• **DIRECTIONS**:
Look through the listing below, and wherever a line has the string "geometry", copy it.

• **GIVEN DATA**:
▽

//! Single-byte EBCDIC code pages.

use serde::{Deserialize, Serialize};

/// EBCDIC code page used to turn card bytes into text.
#[derive(Clone, Copy, Debug, Default, PartialEq, Eq, Hash, Serialize, Deserialize)]
#[serde(rename_all = "lowercase")]
pub enum CodePage {
    /// IBM code page 037 (US/Canada). Maps onto U+0000..U+00FF.
    #[default]
    Cp037,
}

impl CodePage {
    fn table(self) -> &'static [char; 256] {
        match self {
            CodePage::Cp037 => &CP037,
        }
    }

    /// Character for an EBCDIC byte. Total: every byte has a character.
    #[inline]
    pub fn decode_byte(self, code: u8) -> char {
        self.table()[code as usize]
    }

    /// EBCDIC byte for a character, if the code page has one.
    pub fn encode_char(self, ch: char) -> Option<u8> {
        self.table()
            .iter()
            .position(|&c| c == ch)
            .map(|code| code as u8)
    }

    pub fn decode(self, bytes: &[u8]) -> String {
        bytes.iter().map(|&b| self.decode_byte(b)).collect()
    }

    pub fn name(self) -> &'static str {
        match self {
            CodePage::Cp037 => "cp037",
        }
    }
}

#[rustfmt::skip]
static CP037: [char; 256] = [
    '\u{00}', '\u{01}', '\u{02}', '\u{03}', '\u{9c}', '\u{09}', '\u{86}', '\u{7f}',
    '\u{97}', '\u{8d}', '\u{8e}', '\u{0b}', '\u{0c}', '\u{0d}', '\u{0e}', '\u{0f}',
    '\u{10}', '\u{11}', '\u{12}', '\u{13}', '\u{9d}', '\u{85}', '\u{08}', '\u{87}',
    '\u{18}', '\u{19}', '\u{92}', '\u{8f}', '\u{1c}', '\u{1d}', '\u{1e}', '\u{1f}',
    '\u{80}', '\u{81}', '\u{82}', '\u{83}', '\u{84}', '\u{0a}', '\u{17}', '\u{1b}',
    '\u{88}', '\u{89}', '\u{8a}', '\u{8b}', '\u{8c}', '\u{05}', '\u{06}', '\u{07}',
    '\u{90}', '\u{91}', '\u{16}', '\u{93}', '\u{94}', '\u{95}', '\u{96}', '\u{04}',
    '\u{98}', '\u{99}', '\u{9a}', '\u{9b}', '\u{14}', '\u{15}', '\u{9e}', '\u{1a}',
    ' ', '\u{a0}', '\u{e2}', '\u{e4}', '\u{e0}', '\u{e1}', '\u{e3}', '\u{e5}',
    '\u{e7}', '\u{f1}', '\u{a2}', '.', '<', '(', '+', '|',
    '&', '\u{e9}', '\u{ea}', '\u{eb}', '\u{e8}', '\u{ed}', '\u{ee}', '\u{ef}',
    '\u{ec}', '\u{df}', '!', '$', '*', ')', ';', '\u{ac}',
    '-', '/', '\u{c2}', '\u{c4}', '\u{c0}', '\u{c1}', '\u{c3}', '\u{c5}',
    '\u{c7}', '\u{d1}', '\u{a6}', ',', '%', '_', '>', '?',
    '\u{f8}', '\u{c9}', '\u{ca}', '\u{cb}', '\u{c8}', '\u{cd}', '\u{ce}', '\u{cf}',
    '\u{cc}', '`', ':', '#', '@', '\'', '=', '"',
    '\u{d8}', 'a', 'b', 'c', 'd', 'e', 'f', 'g',
    'h', 'i', '\u{ab}', '\u{bb}', '\u{f0}', '\u{fd}', '\u{fe}', '\u{b1}',
    '\u{b0}', 'j', 'k', 'l', 'm', 'n', 'o', 'p',
    'q', 'r', '\u{aa}', '\u{ba}', '\u{e6}', '\u{b8}', '\u{c6}', '\u{a4}',
    '\u{b5}', '~', 's', 't', 'u', 'v', 'w', 'x',
    'y', 'z', '\u{a1}', '\u{bf}', '\u{d0}', '\u{dd}', '\u{de}', '\u{ae}',
    '^', '\u{a3}', '\u{a5}', '\u{b7}', '\u{a9}', '\u{a7}', '\u{b6}', '\u{bc}',
    '\u{bd}', '\u{be}', '[', ']', '\u{af}', '\u{a8}', '\u{b4}', '\u{d7}',
    '{', 'A', 'B', 'C', 'D', 'E', 'F', 'G',
    'H', 'I', '\u{ad}', '\u{f4}', '\u{f6}', '\u{f2}', '\u{f3}', '\u{f5}',
    '}', 'J', 'K', 'L', 'M', 'N', 'O', 'P',
    'Q', 'R', '\u{b9}', '\u{fb}', '\u{fc}', '\u{f9}', '\u{fa}', '\u{ff}',
    '\\', '\u{f7}', 'S', 'T', 'U', 'V', 'W', 'X',
    'Y', 'Z', '\u{b2}', '\u{d4}', '\u{d6}', '\u{d2}', '\u{d3}', '\u{d5}',
    '0', '1', '2', '3', '4', '5', '6', '7',
    '8', '9', '\u{b3}', '\u{db}', '\u{dc}', '\u{d9}', '\u{da}', '\u{9f}',
];
//! Reader for scanned 80-column punched cards.
//!
//! The pipeline calibrates each scan on its own before sampling any holes:
//!
//! 1. [`edges`]: least-squares lines through the left and right card edges,
//! 2. [`front_edge`]: the row where the leading card edge meets the background,
//! 3. [`geometry`]: ideal hole centres from the card outline and the standard
//!    hole pitch,
//! 4. [`holes`]: a small search around each ideal centre, with found holes
//!    feeding a slowly adapting drift correction.
//!
//! [`CardReader`] runs all stages and returns a [`CardReading`] holding the
//! 80 column values, the decoded text and a calibration quality report.
//!
//! ```
//! use cardscan_reader::{CardReader, ReaderParams, ReadingOrder, SyntheticCard};
//! use cardscan_hollerith::CodePage;
//!
//! let card = SyntheticCard::from_text("HELLO", CodePage::Cp037).unwrap();
//! let image = card.render_front().unwrap();
//!
//! let reader = CardReader::new(ReaderParams::default());
//! let reading = reader.read(&image.view(), ReadingOrder::Front).unwrap();
//! assert!(reading.text().starts_with("HELLO "));
//! ```

pub mod edges;
pub mod front_edge;
pub mod geometry;
pub mod holes;
pub mod params;
mod reader;
pub mod synthetic;

pub use edges::{EdgeModel, EdgeQuality, EdgeSample};
pub use front_edge::FrontEdge;
pub use geometry::CardGeometry;
pub use holes::{Drift, HoleGrid, HoleScan, HoleScanner, ReadingOrder};
pub use params::{EdgeSearchParams, FrontEdgeParams, HoleScanParams, ReaderParams};
pub use reader::{CalibrationQuality, CardReader, CardReading, ReadError};
pub use synthetic::SyntheticCard;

△

• **EXPECTED ANSWER**:
//! 3. [`geometry`]: ideal hole centres from the card outline and the standard
pub mod geometry;
pub use geometry::CardGeometry;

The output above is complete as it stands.